**Listed entries**
****************************************
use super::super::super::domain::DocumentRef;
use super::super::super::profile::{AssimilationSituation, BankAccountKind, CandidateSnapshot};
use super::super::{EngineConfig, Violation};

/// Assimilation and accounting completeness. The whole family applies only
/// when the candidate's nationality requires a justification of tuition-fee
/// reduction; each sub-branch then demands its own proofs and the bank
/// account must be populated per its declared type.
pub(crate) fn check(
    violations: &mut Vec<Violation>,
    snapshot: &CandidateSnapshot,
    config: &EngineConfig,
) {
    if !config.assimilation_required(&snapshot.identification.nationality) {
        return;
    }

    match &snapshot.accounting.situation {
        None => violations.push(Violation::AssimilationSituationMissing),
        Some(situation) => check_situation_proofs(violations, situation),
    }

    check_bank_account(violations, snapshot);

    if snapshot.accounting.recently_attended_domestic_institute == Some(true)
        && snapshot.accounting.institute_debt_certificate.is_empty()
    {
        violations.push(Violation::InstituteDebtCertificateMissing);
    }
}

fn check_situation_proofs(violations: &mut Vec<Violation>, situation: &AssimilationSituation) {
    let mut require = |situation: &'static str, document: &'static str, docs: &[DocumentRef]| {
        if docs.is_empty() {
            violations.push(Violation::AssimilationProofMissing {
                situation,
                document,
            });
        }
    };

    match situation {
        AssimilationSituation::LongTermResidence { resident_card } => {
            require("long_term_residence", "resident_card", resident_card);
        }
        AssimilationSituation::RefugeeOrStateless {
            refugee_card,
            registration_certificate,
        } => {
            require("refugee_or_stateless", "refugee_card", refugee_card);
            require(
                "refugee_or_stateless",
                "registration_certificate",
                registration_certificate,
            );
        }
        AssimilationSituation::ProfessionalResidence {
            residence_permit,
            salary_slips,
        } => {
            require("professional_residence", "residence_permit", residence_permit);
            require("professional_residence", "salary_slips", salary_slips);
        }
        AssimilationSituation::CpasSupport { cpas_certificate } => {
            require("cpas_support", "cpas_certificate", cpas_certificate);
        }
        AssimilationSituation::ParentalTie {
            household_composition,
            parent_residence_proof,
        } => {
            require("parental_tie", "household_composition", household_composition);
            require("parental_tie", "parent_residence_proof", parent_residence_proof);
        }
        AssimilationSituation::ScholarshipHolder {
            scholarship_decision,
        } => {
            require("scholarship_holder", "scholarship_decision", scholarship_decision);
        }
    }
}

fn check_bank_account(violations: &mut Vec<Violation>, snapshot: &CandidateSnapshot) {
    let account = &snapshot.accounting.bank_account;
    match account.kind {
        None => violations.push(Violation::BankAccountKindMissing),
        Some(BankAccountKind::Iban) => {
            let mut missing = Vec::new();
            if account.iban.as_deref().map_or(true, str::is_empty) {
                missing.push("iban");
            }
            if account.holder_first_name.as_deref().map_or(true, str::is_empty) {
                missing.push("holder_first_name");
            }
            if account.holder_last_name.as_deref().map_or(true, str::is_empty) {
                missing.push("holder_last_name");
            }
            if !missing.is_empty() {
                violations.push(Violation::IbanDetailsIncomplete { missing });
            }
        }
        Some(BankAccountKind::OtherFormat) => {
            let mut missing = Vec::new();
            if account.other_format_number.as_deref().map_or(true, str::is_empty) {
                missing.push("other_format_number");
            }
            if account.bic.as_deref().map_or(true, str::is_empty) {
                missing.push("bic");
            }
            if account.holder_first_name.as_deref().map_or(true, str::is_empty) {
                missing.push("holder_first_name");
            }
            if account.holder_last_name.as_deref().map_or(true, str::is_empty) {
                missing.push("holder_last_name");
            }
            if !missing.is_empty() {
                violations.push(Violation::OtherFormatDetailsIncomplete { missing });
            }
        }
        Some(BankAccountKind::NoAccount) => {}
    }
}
****************************************
**Exercise directions**
Whichever lines of the data include the word "docs", pull them out.

**Solved exercise**
    let mut require = |situation: &'static str, document: &'static str, docs: &[DocumentRef]| {
        if docs.is_empty() {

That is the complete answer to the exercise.